“Why not just speak up? Tell someone what you saw?”
“It’s too late for that—my mother is gone. Unless I can figure out what she did with the video, it would be the King’s word against mine. And who do you suppose they’ll be more inclined to believe?”
“But why let yourself get dragged into this whole thing to begin with?”
I shrug, reliving the despair of that night. The regret. “I was frightened. I didn’t think fast enough. I was afraid no one would believe me. I’d been raised to obey my mother in all things. Pick a reason.” I run my finger along the edge of the desk. “I hate that I was so weak. I promised myself I’d never be so again. Looking back, I think of other things, though. They’d both have stood against me. My mother, in hopes that she could still patch things up and make me Queen, the King because…well, because he did it. I was seventeen—still am seventeen. I have so little power, Saber, and the power I’ve managed to accumulate still might not be enough to keep me alive.”
“That should make you more inclined to take his offer, Danica. Not less.” He’s leaning forward, his hands splayed on the desktop, and I feel like a little girl for what must be the hundredth time today. But his eyes don’t condemn…they plead. “Help me understand. It was a way to get everything you wanted. And, to be totally blunt, to leave that stupid little King to deal with the Glitter mess you created. We created,” he amends. He sounds shockingly near tears as he looks at me and asks, “Why?”
At that terrible edge in his voice, I suddenly want so desperately to defend myself. For him to understand. “There are a lot of reasons,” I retort, but I hear the bristle in my voice and force myself to calm down. “There’s my father’s life, for one. Do you think he would survive three weeks on his own? With no Glitter? Would he live, Saber? For three weeks, with no one understanding what’s happening to him—would he survive it?”
Saber hesitates but shakes his head. “I don’t know. I’ve never seen Reginald push such a high dosage on someone so fast.”
“But you know me too well to believe me to be entirely altruistic.” It hurts to even say those words—to admit that’s the kind of person I’ve become. But it’s true. “The King’s solution seemed generous. I almost took it. But even if he followed through and divorced me in two years, he’d have no reason to leave me alive—much less continue supporting me. What would I do? Where would I go?”
“You’d have two years to figure that out,” Saber points out in a growl. “And you could stop selling Glitter. Stop hurting people.”

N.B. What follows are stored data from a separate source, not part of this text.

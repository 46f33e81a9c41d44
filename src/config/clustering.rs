//! Clustering and keyword-intake configuration

use serde::{Deserialize, Serialize};

/// Clustering engine configuration
#[derive(Debug, Clone, Serialize, Deserialize)]
pub struct ClusteringConfig {
    /// Smallest cluster kept in the final set
    #[serde(default = "default_min_cluster_size")]
    pub min_cluster_size: usize,
    /// Lower bound on k for k-means
    #[serde(default = "default_min_clusters")]
    pub min_clusters: usize,
    /// Upper bound on k for k-means
    #[serde(default = "default_max_clusters")]
    pub max_clusters: usize,
    /// Cap on keywords accepted from the metrics provider
    #[serde(default = "default_max_keywords")]
    pub max_keywords: usize,
    /// Keywords below this monthly volume are dropped at intake
    #[serde(default = "default_min_search_volume")]
    pub min_search_volume: u64,
    /// Cap on seed keywords sent to the metrics provider
    #[serde(default = "default_max_seeds")]
    pub max_seeds: usize,
}

fn default_min_cluster_size() -> usize {
    3
}

fn default_min_clusters() -> usize {
    3
}

fn default_max_clusters() -> usize {
    20
}

fn default_max_keywords() -> usize {
    500
}

fn default_min_search_volume() -> u64 {
    10
}

fn default_max_seeds() -> usize {
    150
}

impl Default for ClusteringConfig {
    fn default() -> Self {
        Self {
            min_cluster_size: default_min_cluster_size(),
            min_clusters: default_min_clusters(),
            max_clusters: default_max_clusters(),
            max_keywords: default_max_keywords(),
            min_search_volume: default_min_search_volume(),
            max_seeds: default_max_seeds(),
        }
    }
}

“I’m going to stop in two weeks anyway. I’ve been doing this for months, Saber. Months! The damage is done.” And you were right. But I don’t say it. He knows. We both know. The truth is that I should never have started this in the first place. But that choice is gone. And if I were to stop now, I’d accomplish nothing. What I’ve put everyone through, what they’ll go through when I leave, it would all be for nothing. It shouldn’t be for nothing!
“But—”
“The withdrawals are going to be a bitch even if I leave tomorrow. That ship has sailed. But if I just go, he gets away with everything.”
Saber doesn’t buy it. “Once you run, he gets away with everything anyway.”
But I’m already shaking my head. “That’s what I realized. Why I can’t say yes. This isn’t just about me anymore. The King is about this close to losing his position as CEO of Sonoma Inc.,” I say, holding my fingers a few millimeters apart. “Something that hasn’t happened to a Sonoman-Versailles Wyndham in four generations. He’s depending on my father’s votes and my votes as Queen to help him maintain it. But imagine this: the night before my wedding, I leave. Then, despite the confusion and scandal, there will still be a meeting of the board. They’ve been secretly planning it for months. And at that meeting they will vote to overthrow the King. Without me, without my father, he will lose everything. Everything, Saber. I can make that happen.”
“Judge, jury, and executioner, are you?”
“Are you forgetting that there’s an innocent dead girl here?”
Saber is quiet for a long time. “And that’s worth it to you?”
“What do you mean?”
“Vengeance? Your personal definition of justice? That’s worth drugging your neighbors without their knowledge or consent? Worth sacrificing your father? Your mother is dead, Danica! As much as you don’t seem to care, your bringing Glitter into the castle killed her. Excuse me for saying so, but I think your vengeance is a little hollow.”